Only a number is wanted: how many lines in the listing contain the word "TestClient"?

### PROVIDED RECORDS
____

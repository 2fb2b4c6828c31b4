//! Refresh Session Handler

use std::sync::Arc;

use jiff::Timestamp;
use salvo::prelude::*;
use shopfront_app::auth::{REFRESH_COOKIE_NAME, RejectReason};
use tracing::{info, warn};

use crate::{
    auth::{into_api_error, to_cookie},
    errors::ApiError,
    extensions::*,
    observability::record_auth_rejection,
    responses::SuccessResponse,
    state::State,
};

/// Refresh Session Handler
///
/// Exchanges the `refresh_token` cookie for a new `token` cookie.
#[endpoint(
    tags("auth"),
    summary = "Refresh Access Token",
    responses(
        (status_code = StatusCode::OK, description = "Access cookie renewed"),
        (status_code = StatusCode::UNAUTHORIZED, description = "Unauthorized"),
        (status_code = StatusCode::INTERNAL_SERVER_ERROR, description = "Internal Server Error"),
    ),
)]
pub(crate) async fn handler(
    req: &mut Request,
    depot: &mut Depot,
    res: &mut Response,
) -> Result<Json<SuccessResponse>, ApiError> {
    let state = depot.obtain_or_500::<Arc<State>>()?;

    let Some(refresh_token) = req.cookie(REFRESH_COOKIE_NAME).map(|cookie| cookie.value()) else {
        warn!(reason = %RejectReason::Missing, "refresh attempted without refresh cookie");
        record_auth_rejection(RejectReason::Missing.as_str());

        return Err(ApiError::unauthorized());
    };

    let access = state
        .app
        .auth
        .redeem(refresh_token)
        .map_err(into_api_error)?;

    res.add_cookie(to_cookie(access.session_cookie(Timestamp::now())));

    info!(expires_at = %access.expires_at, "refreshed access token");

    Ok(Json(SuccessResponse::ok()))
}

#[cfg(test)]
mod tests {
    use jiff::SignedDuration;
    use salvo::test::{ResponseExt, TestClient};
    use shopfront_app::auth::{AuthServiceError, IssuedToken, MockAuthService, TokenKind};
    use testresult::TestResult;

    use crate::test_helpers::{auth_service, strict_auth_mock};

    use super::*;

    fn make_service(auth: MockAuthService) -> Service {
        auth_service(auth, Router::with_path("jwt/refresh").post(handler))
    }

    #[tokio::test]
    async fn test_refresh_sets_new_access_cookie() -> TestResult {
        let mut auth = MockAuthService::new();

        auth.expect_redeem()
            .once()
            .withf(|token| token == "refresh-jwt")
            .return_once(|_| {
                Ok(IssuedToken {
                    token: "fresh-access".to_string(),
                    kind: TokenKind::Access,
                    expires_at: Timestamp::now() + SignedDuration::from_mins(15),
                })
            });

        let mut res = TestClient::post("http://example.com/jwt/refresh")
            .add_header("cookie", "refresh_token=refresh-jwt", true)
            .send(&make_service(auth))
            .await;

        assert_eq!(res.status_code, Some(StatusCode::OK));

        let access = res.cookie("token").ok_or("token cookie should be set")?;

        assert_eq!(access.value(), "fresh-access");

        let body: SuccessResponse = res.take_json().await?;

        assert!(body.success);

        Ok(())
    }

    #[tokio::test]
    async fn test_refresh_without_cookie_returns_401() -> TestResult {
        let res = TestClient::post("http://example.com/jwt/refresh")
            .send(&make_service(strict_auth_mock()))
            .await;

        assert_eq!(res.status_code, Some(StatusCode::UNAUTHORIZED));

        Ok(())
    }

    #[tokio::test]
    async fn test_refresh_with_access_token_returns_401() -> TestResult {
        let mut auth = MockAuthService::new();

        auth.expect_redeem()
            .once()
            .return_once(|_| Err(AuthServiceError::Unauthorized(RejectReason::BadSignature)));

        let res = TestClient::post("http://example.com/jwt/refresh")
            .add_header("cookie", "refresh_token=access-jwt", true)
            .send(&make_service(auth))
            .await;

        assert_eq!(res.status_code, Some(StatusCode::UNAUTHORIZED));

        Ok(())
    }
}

____

### ANSWER TO THIS PROBLEM
4